Sri langsung mendesak untuk
bertindak.
"Kukira Bu Sri benar-benar mau
membuatkan makanan kesukaanku.
Ternyata semua ini cuma untuk
memancingku ke rumah ini supaya bisa menangkap dan menyerahkan aku pada
keluarga Santoso."
Meskipun Adriel memang sudah menduga
rencana jahat Sri, tetap saja hatinya terasa perih.
"Hah? Membuatkan makanan
kesukaanmu? Kamu pikir kamu siapa? Lebih baik kulemparkan untuk makanan anjing
daripada memberikannya padamu."
Sri menanggapi dengan ketus, nada
suaranya sarat akan penghinaan.
Adriel hanya bisa menggeleng
mendengar jawaban itu. Dadanya terasa sesak karena kecewa.
"Pak Arkan, cepat tangkap orang
ini," desak Sri.
"Nggak bisa!"
Cheky dengan sigap melindungi Adriel
di belakangnya dan berkata dengan tegas kepada Arkan, "Pak Arkan, ini
urusan keluarga kami, jadi mohon jangan ikut campur. Silakan bapak pulang
saja."
Melihat perpecahan pendapat antara
Cheky dan istrinya, Arkan juga tidak bisa bertindak sembarangan.

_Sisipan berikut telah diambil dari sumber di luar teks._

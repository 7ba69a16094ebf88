//! Concrete addresses a task is built or refreshed against.

use bon::bon;
use tessel_device::DevicePtr;
use tessel_dtype::HasDType;

use crate::args_format::{Direction, HiddenKind};
use crate::descriptor::OperatorDescriptor;
use crate::error::ServiceError;

/// Logical location a relocatable argument word refers to. Indices are
/// flattened instance indices (inputs, outputs) or workspace indices.
#[derive(Debug, Clone, Copy, PartialEq, Eq, Hash, derive_more::Display)]
pub enum LogicalAddress {
    #[display("input#{_0}")]
    Input(usize),
    #[display("output#{_0}")]
    Output(usize),
    #[display("workspace#{_0}")]
    Workspace(usize),
}

impl LogicalAddress {
    pub fn tensor(direction: Direction, instance: usize) -> Self {
        match direction {
            Direction::Input => Self::Input(instance),
            Direction::Output => Self::Output(instance),
        }
    }
}

/// Where one tensor instance lives for this execution.
#[derive(Debug, Clone, PartialEq, Eq)]
pub enum TensorBinding {
    /// Device memory. Non-relocatable addresses (constants, pinned model
    /// weights) keep their build-time value on refresh.
    Device { ptr: DevicePtr, relocatable: bool },
    /// Host-resident scalar bytes, copied inline into the argument buffer.
    Host(Vec<u8>),
}

impl TensorBinding {
    pub fn device(ptr: impl Into<DevicePtr>) -> Self {
        Self::Device { ptr: ptr.into(), relocatable: true }
    }

    pub fn fixed(ptr: impl Into<DevicePtr>) -> Self {
        Self::Device { ptr: ptr.into(), relocatable: false }
    }

    pub fn host(bytes: impl Into<Vec<u8>>) -> Self {
        Self::Host(bytes.into())
    }

    /// Host-resident scalar in its little-endian encoding.
    pub fn scalar<T: HasDType>(value: T) -> Self {
        Self::Host(value.to_le_vec())
    }

    pub fn null() -> Self {
        Self::device(DevicePtr::NULL)
    }
}

/// Addresses of every logical location a task can reference.
#[derive(Debug, Clone, PartialEq, Eq, Default)]
pub struct TaskAddresses {
    pub inputs: Vec<TensorBinding>,
    pub outputs: Vec<TensorBinding>,
    pub workspaces: Vec<DevicePtr>,
    /// Device addresses of runtime events, for `{event_addrN}`.
    pub events: Vec<DevicePtr>,
    pub overflow_addr: DevicePtr,
    /// FFTS+ control address.
    pub ffts_addr: DevicePtr,
}

#[bon]
impl TaskAddresses {
    #[builder]
    pub fn new(
        #[builder(default)] inputs: Vec<TensorBinding>,
        #[builder(default)] outputs: Vec<TensorBinding>,
        #[builder(default)] workspaces: Vec<DevicePtr>,
        #[builder(default)] events: Vec<DevicePtr>,
        #[builder(default)] overflow_addr: DevicePtr,
        #[builder(default)] ffts_addr: DevicePtr,
    ) -> Self {
        Self { inputs, outputs, workspaces, events, overflow_addr, ffts_addr }
    }

    pub fn tensors(&self, direction: Direction) -> &[TensorBinding] {
        match direction {
            Direction::Input => &self.inputs,
            Direction::Output => &self.outputs,
        }
    }

    /// Device address of a logical location; host-resident inputs have none.
    pub fn device_ptr(&self, addr: LogicalAddress) -> Option<DevicePtr> {
        let binding = match addr {
            LogicalAddress::Input(index) => self.inputs.get(index)?,
            LogicalAddress::Output(index) => self.outputs.get(index)?,
            LogicalAddress::Workspace(index) => return self.workspaces.get(index).copied(),
        };
        match binding {
            TensorBinding::Device { ptr, .. } => Some(*ptr),
            TensorBinding::Host(_) => None,
        }
    }
}

/// Callback resolving engine-specific hidden handles such as collective
/// communication contexts.
pub trait HiddenInputResolver: Send + Sync {
    /// Every handle of `kind` the operator needs, in index order.
    fn resolve(&self, op: &OperatorDescriptor, kind: HiddenKind) -> Result<Vec<u64>, ServiceError>;
}

/// Resolver for deployments without hidden inputs: every kind is empty.
#[derive(Debug, Default, Clone, Copy)]
pub struct NoHiddenInputs;

impl HiddenInputResolver for NoHiddenInputs {
    fn resolve(&self, _op: &OperatorDescriptor, _kind: HiddenKind) -> Result<Vec<u64>, ServiceError> {
        Ok(Vec::new())
    }
}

"Cheky, kamu sudah gila? Jangan
lupa, kalau bukan karena bantuan keluarga Santoso, kita nggak mungkin bisa
bekerja sama dengan Grup Jahaya. Kita nggak boleh sampai membuat keluarga
Santoso marah."
Sri memaki suaminya sendiri dengan
kasar.
"Huh, kamu pikir pengaruh
keluarga Santoso sebesar itu? Kamu pikir mereka yang membantu kalian bekerja
sama dengan Grup Jahaya?"
Adriel menyela sambil tersenyum
mengejek.
"Siapa lagi kalau bukan keluarga
Santoso? Kamu?"
Sri tidak gentar dan membalas ejekan
itu.
Adriel malas berdebat. Dia tahu tidak
akan ada yang percaya meskipun dia menjelaskan panjang lebar.
"Pak Arkan, cepat seret dia.
Nggak usah hiraukan Cheky. Aku yang pegang kuasa di rumah ini."
Sri mendesak.
Arkan juga tahu Sri-lah yang
sebenarnya berkuasa atas keluarga Lein, jadi dia tidak ragu-ragu lagi dan
langsung memutuskan untuk menyerang Adriel.

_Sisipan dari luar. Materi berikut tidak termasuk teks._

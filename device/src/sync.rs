//! Host-side event state for the simulated driver.
//!
//! An event is a monotonically increasing counter. Recording bumps the
//! generation; resetting returns it to the unreached state without losing the
//! generation count, so stale waiters from a previous round never observe a
//! reset as completion.

use std::sync::atomic::{AtomicBool, AtomicU64, Ordering};
use std::time::{Duration, Instant};

use parking_lot::{Condvar, Mutex};

#[derive(Debug)]
pub struct HostEvent {
    /// Number of times the event has been recorded.
    generation: AtomicU64,
    /// Whether the latest record has been reached and not reset since.
    reached: AtomicBool,
    mutex: Mutex<()>,
    condvar: Condvar,
}

impl Default for HostEvent {
    fn default() -> Self {
        Self::new()
    }
}

impl HostEvent {
    pub fn new() -> Self {
        Self { generation: AtomicU64::new(0), reached: AtomicBool::new(false), mutex: Mutex::new(()), condvar: Condvar::new() }
    }

    pub fn generation(&self) -> u64 {
        self.generation.load(Ordering::Acquire)
    }

    pub fn is_reached(&self) -> bool {
        self.reached.load(Ordering::Acquire)
    }

    /// Mark the event reached and wake all waiters.
    pub fn record(&self) -> u64 {
        let _guard = self.mutex.lock();
        let generation = self.generation.fetch_add(1, Ordering::AcqRel) + 1;
        self.reached.store(true, Ordering::Release);
        self.condvar.notify_all();
        generation
    }

    pub fn reset(&self) {
        let _guard = self.mutex.lock();
        self.reached.store(false, Ordering::Release);
    }

    /// Wait until the event is reached. `timeout_ms == 0` waits forever.
    ///
    /// Returns `false` on timeout.
    pub fn wait(&self, timeout_ms: u64) -> bool {
        if self.is_reached() {
            return true;
        }

        let mut guard = self.mutex.lock();
        if timeout_ms == 0 {
            while !self.is_reached() {
                self.condvar.wait(&mut guard);
            }
            return true;
        }

        let deadline = Instant::now() + Duration::from_millis(timeout_ms);
        while !self.is_reached() {
            let remaining = deadline.saturating_duration_since(Instant::now());
            if remaining.is_zero() {
                return false;
            }
            let result = self.condvar.wait_for(&mut guard, remaining);
            if result.timed_out() && !self.is_reached() {
                return false;
            }
        }
        true
    }
}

Cheky sudah bersiap untuk berusaha
menghalangi semampunya, tetapi Adriel malah keluar dari belakangnya dan
menghadapi serangan Arkan secara langsung.
"Mana bisa kamu menangkapku
dengan kemampuan seperti itu."
"Heh, bocah sombong, nyalimu
besar juga, ya. Aku adalah ahli tingkat lima. Satu tangan saja sudah cukup untuk
menghajarmu sampai sekarat."
Setelah kalimat itu terlontar, Arkan
benar - benar hanya menggunakan satu tangan saat melancarkan teknik
pengendalian untuk mencengkeram bahu Adriel.

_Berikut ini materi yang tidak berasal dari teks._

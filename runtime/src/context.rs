//! Runtime context shared by every task built against one device.

use std::sync::Arc;

use bon::bon;
use tessel_device::Driver;

use crate::addresses::{HiddenInputResolver, NoHiddenInputs};
use crate::config::{PlatformInfo, RuntimeConfig};
use crate::dump::{DiagnosticsSink, NullSink};
use crate::kernel_cache::{KernelBinarySource, KernelHandleCache};
use crate::tiling::{TilingInjector, TilingService};

/// Driver, configuration and external collaborators of the dispatch engine.
///
/// Cheap to share: tasks hold an `Arc<RuntimeContext>`.
pub struct RuntimeContext {
    pub driver: Arc<dyn Driver>,
    pub config: RuntimeConfig,
    pub platform: PlatformInfo,
    pub kernels: KernelHandleCache,
    pub binaries: Arc<dyn KernelBinarySource>,
    pub tiling: Arc<dyn TilingService>,
    pub hidden: Arc<dyn HiddenInputResolver>,
    pub diagnostics: Arc<dyn DiagnosticsSink>,
}

#[bon]
impl RuntimeContext {
    #[builder]
    pub fn new(
        driver: Arc<dyn Driver>,
        binaries: Arc<dyn KernelBinarySource>,
        tiling: Arc<dyn TilingService>,
        #[builder(default)] config: RuntimeConfig,
        #[builder(default)] platform: PlatformInfo,
        hidden: Option<Arc<dyn HiddenInputResolver>>,
        diagnostics: Option<Arc<dyn DiagnosticsSink>>,
    ) -> Self {
        Self {
            driver,
            config,
            platform,
            kernels: KernelHandleCache::new(),
            binaries,
            tiling,
            hidden: hidden.unwrap_or_else(|| Arc::new(NoHiddenInputs)),
            diagnostics: diagnostics.unwrap_or_else(|| Arc::new(NullSink)),
        }
    }

    pub fn tiling_injector(&self) -> TilingInjector<'_> {
        TilingInjector::new(self.tiling.as_ref(), &self.platform, self.config.mem_check)
    }
}

impl std::fmt::Debug for RuntimeContext {
    fn fmt(&self, f: &mut std::fmt::Formatter<'_>) -> std::fmt::Result {
        f.debug_struct("RuntimeContext")
            .field("driver", &self.driver)
            .field("config", &self.config)
            .field("platform", &self.platform)
            .field("kernels", &self.kernels)
            .finish_non_exhaustive()
    }
}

Namun, Adriel lebih cepat. Dengan
gesit, dia terlebih dahulu mencengkeram pergelangan tangan Arkan dengan teknik
pengendalian Setelah memutarnya ke belakang, dia tanpa ampun mematahkan empat
jari Arkan.
Arkan mengerang hebat. Akan tetapi,
sebelum Arkan sempat bereaksi, Adriel sudah membuatnya terpental keluar pintu
hanya dengan satu serangan telapak tangan.
Di hadapan seorang Adriel Lavali,
bahkan seorang ahli tingkat lima tidak bisa berkutik sama sekali.
Pertarungan berat sebelah ini selesai
hanya dalam waktu kurang dari satu menit. Bukan hanya Arkan yang terguncang,
tetapi seluruh keluarga Lein juga tercengang tidak percaya.
Sri dan Fanny yang paling terkejut.
Mulut mereka sampai ternganga melihat kemampuan Adriel.
"Padahal cuma ahli tingkat lima,
apa yang kamu banggakan?" kata Adriel dengan wajah datar.
Cheky juga tidak kalah tercengang.
"Adriel, kamu... bagaimana kamu bisa sekuat itu?"
"Paman Cheky lihat sendiri aku
kuat, 'kan? Jadi Paman nggak usah mengkhawatirkan aku."
Adriel menjawab sambil tersenyum
lebar.
Setelah menyaksikan semua itu, Sri
hanya bisa bergumam, "Anak ini... belajar dari mana dia bisa sekuat itu?
Bahkan Pak Arkan kalah hanya dalam sekali serang?"
"Nggak, ini pasti karena Pak
Arkan lengah, jadi dia bisa menyerang tiba-tiba."
Fanny menimpali gumaman ibunya.
Adriel seketika berbalik dan menatap
tajam ke arah Sri dan Fanny. Perlahan, dia berjalan mendekat, selangkah demi
selangkah.
Tatapan itu membuat rasa ngeri
menjalari tengkuk Sri dan Fanny, dan mereka melangkah mundur secara bersamaan.